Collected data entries
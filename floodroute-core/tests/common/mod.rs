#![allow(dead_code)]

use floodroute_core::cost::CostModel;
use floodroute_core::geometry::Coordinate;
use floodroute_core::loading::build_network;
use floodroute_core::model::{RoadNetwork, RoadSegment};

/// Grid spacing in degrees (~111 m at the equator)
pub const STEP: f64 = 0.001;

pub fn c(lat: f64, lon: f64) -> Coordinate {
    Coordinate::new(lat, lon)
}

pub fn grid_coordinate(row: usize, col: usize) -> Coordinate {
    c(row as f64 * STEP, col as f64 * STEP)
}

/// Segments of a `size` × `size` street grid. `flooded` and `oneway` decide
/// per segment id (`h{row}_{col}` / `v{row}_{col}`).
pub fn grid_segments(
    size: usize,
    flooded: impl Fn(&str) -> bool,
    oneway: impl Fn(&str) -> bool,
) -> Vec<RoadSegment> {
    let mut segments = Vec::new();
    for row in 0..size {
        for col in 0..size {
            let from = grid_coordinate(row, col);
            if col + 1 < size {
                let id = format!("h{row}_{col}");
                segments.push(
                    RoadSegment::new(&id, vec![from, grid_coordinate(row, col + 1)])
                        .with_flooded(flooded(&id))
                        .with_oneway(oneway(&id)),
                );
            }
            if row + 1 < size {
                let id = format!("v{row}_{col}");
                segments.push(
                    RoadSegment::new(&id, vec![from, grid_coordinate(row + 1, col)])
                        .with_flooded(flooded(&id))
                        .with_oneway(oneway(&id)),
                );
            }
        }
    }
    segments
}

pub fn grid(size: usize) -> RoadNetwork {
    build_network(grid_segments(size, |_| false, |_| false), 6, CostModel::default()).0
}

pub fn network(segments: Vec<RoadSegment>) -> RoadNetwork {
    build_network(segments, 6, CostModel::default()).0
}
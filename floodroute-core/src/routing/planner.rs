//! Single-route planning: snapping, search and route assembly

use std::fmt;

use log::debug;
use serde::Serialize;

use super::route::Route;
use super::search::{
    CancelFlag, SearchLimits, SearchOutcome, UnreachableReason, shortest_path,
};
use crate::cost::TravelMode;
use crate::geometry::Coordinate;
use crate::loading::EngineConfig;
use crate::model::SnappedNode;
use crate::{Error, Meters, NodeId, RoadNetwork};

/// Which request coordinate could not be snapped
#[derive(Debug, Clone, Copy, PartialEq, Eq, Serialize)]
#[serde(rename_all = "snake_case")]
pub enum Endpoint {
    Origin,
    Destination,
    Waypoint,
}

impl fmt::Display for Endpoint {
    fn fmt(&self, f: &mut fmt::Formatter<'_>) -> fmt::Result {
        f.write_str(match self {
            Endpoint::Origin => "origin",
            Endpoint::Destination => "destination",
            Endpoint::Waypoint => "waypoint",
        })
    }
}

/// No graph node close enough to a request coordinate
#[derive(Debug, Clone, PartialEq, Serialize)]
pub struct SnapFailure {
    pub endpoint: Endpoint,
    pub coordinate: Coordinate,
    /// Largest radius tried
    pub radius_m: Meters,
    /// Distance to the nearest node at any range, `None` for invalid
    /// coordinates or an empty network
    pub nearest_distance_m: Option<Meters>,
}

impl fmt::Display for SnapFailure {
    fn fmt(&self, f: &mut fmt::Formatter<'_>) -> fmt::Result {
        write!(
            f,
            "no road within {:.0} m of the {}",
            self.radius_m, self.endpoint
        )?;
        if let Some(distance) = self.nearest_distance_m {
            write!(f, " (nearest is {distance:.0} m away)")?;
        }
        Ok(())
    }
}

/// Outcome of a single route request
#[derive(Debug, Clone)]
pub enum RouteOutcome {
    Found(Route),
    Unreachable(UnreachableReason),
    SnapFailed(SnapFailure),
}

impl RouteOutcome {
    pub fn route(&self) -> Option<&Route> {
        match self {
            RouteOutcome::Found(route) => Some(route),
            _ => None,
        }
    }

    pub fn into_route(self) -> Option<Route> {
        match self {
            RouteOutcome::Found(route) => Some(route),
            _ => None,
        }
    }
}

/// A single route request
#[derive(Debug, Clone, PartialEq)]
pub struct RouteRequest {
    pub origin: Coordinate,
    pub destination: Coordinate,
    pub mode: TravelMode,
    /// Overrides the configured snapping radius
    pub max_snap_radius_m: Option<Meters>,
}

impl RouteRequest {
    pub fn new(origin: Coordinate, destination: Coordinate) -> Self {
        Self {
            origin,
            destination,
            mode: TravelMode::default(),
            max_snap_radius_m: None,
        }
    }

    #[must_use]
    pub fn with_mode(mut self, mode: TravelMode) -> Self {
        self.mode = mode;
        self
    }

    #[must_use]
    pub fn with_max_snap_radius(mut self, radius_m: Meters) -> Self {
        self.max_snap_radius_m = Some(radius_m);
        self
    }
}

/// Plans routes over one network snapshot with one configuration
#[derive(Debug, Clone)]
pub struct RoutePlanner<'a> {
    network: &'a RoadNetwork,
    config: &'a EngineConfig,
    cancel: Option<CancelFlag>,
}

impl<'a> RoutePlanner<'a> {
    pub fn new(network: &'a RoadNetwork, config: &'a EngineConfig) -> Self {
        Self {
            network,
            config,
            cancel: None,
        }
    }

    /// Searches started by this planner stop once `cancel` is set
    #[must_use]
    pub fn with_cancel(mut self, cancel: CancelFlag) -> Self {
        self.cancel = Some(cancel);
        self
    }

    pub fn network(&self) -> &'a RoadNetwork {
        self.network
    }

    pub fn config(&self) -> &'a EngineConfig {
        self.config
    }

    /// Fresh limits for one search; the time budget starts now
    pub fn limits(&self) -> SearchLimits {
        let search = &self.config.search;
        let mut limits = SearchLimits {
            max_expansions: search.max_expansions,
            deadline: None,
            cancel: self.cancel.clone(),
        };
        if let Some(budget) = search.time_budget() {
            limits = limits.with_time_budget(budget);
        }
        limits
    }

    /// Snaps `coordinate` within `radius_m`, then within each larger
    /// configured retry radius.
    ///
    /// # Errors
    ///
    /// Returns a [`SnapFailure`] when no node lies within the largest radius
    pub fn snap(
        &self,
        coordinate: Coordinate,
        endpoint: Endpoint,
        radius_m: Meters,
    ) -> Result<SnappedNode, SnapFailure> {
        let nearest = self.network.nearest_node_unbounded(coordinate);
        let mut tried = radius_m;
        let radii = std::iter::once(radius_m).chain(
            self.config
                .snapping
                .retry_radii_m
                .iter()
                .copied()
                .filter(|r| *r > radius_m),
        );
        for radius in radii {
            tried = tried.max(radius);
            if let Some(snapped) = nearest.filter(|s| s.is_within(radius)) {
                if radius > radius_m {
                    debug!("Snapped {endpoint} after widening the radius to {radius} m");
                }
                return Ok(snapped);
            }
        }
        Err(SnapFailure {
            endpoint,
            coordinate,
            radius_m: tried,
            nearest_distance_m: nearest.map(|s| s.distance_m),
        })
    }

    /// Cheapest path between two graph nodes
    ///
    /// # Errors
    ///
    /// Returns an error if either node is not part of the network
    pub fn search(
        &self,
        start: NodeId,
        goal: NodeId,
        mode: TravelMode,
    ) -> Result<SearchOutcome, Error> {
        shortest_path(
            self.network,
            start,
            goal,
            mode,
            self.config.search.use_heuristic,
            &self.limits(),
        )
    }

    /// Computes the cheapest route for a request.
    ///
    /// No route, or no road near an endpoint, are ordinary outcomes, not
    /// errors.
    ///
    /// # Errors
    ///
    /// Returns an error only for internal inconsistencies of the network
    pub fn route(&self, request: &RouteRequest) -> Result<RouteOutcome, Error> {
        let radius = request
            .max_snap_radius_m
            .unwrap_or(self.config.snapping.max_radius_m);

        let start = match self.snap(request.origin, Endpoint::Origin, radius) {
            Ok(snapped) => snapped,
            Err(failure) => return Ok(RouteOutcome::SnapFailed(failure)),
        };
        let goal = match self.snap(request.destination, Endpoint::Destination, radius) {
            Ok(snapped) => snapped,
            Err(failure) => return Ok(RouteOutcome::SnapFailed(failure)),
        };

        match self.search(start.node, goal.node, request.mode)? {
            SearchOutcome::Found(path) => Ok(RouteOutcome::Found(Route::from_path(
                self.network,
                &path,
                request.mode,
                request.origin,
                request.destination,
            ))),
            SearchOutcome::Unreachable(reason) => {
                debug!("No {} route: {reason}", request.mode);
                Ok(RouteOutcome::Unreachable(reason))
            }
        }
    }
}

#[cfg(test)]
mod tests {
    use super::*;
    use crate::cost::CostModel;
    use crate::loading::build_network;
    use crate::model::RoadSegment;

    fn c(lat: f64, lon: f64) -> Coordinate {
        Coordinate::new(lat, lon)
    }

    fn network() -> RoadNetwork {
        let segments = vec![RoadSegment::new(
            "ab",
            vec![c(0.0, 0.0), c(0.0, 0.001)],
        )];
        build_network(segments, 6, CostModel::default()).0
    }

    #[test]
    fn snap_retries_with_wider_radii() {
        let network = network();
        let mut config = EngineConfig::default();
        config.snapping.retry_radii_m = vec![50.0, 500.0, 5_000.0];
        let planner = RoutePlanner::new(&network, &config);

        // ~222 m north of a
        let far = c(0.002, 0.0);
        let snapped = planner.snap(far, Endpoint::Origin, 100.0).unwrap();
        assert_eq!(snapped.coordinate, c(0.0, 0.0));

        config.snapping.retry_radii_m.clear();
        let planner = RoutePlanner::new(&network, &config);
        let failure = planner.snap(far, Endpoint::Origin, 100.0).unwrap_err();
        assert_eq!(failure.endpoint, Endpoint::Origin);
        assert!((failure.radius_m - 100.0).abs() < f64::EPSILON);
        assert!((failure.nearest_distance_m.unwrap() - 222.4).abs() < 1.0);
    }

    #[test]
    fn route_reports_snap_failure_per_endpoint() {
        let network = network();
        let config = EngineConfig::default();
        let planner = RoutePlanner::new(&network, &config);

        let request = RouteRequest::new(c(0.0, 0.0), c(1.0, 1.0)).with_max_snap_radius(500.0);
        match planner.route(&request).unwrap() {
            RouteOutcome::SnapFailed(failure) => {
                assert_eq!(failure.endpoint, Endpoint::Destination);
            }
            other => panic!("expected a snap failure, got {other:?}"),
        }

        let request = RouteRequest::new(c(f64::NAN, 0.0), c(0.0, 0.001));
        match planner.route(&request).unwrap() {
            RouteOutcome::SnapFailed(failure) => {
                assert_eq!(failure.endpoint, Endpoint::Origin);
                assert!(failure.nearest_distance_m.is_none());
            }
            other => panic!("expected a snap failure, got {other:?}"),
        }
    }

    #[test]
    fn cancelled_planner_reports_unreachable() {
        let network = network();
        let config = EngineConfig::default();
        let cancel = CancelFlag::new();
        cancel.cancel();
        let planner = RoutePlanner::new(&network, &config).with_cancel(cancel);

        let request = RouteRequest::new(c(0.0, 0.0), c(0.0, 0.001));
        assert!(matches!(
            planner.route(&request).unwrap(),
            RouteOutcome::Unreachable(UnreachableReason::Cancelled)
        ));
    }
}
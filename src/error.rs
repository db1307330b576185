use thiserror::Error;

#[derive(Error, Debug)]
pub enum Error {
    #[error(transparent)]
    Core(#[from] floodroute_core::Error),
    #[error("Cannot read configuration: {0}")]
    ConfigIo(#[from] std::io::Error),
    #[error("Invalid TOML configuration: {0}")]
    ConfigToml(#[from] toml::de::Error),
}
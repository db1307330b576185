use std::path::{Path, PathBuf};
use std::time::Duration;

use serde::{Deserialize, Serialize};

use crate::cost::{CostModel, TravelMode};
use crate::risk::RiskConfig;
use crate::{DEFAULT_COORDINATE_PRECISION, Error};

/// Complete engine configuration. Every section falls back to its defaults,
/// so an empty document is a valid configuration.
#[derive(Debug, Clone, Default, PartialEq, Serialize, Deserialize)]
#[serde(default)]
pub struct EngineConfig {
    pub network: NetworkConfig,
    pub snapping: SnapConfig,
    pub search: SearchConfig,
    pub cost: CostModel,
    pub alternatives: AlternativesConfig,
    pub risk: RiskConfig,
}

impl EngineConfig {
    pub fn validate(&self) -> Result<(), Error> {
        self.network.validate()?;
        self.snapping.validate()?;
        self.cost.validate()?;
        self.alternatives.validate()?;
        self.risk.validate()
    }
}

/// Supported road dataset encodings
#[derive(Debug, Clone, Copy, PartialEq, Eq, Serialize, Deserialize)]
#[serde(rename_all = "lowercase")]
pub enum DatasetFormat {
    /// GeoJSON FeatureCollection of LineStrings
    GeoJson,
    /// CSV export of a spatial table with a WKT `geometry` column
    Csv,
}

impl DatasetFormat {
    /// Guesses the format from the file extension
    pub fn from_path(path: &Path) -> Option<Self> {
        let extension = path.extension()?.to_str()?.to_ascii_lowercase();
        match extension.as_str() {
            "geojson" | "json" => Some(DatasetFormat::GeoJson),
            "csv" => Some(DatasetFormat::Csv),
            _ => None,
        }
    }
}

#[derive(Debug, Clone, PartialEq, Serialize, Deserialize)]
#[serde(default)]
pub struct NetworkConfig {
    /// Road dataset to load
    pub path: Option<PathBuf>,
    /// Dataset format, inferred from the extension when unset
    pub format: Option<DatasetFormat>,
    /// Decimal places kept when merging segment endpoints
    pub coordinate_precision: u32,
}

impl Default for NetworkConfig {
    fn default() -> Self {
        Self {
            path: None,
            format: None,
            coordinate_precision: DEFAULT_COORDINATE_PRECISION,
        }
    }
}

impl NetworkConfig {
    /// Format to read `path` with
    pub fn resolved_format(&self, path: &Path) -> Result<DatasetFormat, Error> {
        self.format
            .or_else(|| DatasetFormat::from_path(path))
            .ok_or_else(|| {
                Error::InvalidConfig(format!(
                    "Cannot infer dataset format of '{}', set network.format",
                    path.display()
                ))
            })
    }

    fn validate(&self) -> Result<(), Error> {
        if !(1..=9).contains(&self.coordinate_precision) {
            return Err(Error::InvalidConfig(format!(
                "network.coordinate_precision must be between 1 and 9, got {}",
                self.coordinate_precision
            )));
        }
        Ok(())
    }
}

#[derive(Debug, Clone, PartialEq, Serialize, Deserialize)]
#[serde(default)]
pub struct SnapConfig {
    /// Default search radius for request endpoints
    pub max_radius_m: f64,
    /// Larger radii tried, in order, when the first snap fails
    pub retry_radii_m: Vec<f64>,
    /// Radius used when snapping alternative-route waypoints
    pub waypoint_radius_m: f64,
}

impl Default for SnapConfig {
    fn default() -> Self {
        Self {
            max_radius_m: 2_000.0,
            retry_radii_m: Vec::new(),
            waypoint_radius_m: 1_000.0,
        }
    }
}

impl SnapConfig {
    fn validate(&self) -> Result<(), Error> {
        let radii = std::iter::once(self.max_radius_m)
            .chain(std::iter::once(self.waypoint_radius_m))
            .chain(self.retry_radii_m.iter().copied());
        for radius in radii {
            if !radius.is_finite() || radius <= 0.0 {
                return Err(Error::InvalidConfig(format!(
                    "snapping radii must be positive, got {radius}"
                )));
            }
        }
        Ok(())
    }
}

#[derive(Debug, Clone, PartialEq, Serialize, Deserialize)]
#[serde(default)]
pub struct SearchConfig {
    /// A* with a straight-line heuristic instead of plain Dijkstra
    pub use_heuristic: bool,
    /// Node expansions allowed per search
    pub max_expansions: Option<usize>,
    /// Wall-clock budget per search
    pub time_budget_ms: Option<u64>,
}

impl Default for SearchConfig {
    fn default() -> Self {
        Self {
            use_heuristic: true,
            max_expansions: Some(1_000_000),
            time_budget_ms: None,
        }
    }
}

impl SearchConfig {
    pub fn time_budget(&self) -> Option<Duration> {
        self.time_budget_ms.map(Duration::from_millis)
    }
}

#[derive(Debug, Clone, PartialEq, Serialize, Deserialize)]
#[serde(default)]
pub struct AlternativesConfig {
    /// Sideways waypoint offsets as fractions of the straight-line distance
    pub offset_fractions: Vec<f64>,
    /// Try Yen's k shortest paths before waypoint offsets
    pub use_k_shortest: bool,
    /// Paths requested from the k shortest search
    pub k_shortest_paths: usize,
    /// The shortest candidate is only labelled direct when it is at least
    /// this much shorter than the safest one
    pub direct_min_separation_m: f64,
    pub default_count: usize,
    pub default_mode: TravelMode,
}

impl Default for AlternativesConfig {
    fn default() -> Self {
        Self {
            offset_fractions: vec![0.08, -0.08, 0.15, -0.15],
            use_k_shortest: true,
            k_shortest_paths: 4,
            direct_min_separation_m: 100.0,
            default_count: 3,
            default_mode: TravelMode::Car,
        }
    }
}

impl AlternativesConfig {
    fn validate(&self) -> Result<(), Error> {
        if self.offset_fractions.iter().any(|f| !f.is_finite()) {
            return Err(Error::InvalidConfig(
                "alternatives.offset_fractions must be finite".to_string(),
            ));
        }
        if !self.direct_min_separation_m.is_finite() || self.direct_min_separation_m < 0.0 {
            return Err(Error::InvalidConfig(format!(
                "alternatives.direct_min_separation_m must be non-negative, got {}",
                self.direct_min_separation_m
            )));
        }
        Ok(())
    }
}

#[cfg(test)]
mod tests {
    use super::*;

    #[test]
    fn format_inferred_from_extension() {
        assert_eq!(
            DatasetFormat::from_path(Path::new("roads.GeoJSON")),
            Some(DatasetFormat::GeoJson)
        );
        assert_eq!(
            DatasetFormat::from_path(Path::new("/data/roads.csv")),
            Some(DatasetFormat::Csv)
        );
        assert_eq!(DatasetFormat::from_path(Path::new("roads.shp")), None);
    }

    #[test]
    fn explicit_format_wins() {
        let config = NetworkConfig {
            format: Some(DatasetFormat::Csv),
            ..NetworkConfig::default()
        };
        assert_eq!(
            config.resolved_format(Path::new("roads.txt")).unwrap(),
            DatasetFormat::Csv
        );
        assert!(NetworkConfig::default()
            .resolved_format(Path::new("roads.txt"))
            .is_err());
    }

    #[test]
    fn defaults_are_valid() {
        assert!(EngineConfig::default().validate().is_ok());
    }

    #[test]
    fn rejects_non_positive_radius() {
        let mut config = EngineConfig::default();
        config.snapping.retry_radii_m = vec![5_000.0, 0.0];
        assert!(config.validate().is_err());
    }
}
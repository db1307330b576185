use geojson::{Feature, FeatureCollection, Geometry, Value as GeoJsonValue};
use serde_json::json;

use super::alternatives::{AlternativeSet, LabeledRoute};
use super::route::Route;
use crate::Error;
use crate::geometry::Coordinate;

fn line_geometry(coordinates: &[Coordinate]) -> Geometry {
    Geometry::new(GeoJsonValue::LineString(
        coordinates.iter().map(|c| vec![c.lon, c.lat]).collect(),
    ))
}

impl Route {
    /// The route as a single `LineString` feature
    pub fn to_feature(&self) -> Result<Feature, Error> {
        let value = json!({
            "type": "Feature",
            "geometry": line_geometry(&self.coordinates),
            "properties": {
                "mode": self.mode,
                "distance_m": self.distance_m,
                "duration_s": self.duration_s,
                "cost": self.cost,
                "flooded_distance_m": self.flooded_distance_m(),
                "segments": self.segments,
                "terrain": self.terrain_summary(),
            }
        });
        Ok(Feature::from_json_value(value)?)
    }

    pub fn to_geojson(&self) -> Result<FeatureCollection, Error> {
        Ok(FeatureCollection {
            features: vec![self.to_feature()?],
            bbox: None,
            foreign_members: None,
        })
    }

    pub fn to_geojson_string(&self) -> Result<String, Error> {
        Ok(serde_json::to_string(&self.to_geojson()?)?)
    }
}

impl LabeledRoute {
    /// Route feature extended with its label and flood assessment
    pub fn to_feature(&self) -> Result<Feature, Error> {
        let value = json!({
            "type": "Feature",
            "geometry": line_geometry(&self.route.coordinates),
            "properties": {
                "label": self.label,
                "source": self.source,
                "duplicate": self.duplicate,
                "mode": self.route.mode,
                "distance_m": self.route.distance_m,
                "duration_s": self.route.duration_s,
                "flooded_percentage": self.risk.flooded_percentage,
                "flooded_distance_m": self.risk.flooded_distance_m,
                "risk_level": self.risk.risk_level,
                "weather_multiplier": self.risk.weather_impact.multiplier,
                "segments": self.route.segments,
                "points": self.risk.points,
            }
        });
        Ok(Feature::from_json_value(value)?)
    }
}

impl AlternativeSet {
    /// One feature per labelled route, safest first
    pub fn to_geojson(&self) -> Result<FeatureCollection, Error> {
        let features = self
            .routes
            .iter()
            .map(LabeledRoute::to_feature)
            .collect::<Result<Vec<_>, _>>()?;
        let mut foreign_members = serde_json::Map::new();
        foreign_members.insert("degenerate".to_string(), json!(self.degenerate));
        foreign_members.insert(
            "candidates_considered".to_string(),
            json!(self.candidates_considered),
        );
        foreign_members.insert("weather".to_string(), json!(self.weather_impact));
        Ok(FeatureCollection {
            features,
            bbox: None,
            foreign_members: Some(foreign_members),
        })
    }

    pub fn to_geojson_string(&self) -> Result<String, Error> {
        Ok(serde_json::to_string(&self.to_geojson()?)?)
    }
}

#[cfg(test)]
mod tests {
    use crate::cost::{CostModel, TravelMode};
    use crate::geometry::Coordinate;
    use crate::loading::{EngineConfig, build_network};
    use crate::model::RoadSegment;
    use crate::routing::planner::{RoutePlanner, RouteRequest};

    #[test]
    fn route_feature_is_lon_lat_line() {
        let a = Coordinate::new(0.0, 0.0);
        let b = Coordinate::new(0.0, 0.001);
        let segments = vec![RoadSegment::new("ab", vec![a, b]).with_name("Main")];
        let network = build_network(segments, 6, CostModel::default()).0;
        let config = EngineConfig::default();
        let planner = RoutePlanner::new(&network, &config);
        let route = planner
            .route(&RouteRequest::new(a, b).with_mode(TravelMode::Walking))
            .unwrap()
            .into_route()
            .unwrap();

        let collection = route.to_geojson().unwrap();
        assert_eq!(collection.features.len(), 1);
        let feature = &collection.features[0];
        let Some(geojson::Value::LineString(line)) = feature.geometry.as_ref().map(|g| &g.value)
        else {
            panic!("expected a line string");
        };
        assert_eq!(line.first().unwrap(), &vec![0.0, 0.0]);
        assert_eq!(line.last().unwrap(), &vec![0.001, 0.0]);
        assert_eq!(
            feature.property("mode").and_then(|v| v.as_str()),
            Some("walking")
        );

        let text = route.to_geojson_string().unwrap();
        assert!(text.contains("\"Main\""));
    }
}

Activity: Filter the entries down to the lines that include the string "features".

Response:
            features: vec![self.to_feature()?],
        let features = self
            features,
        assert_eq!(collection.features.len(), 1);
        let feature = &collection.features[0];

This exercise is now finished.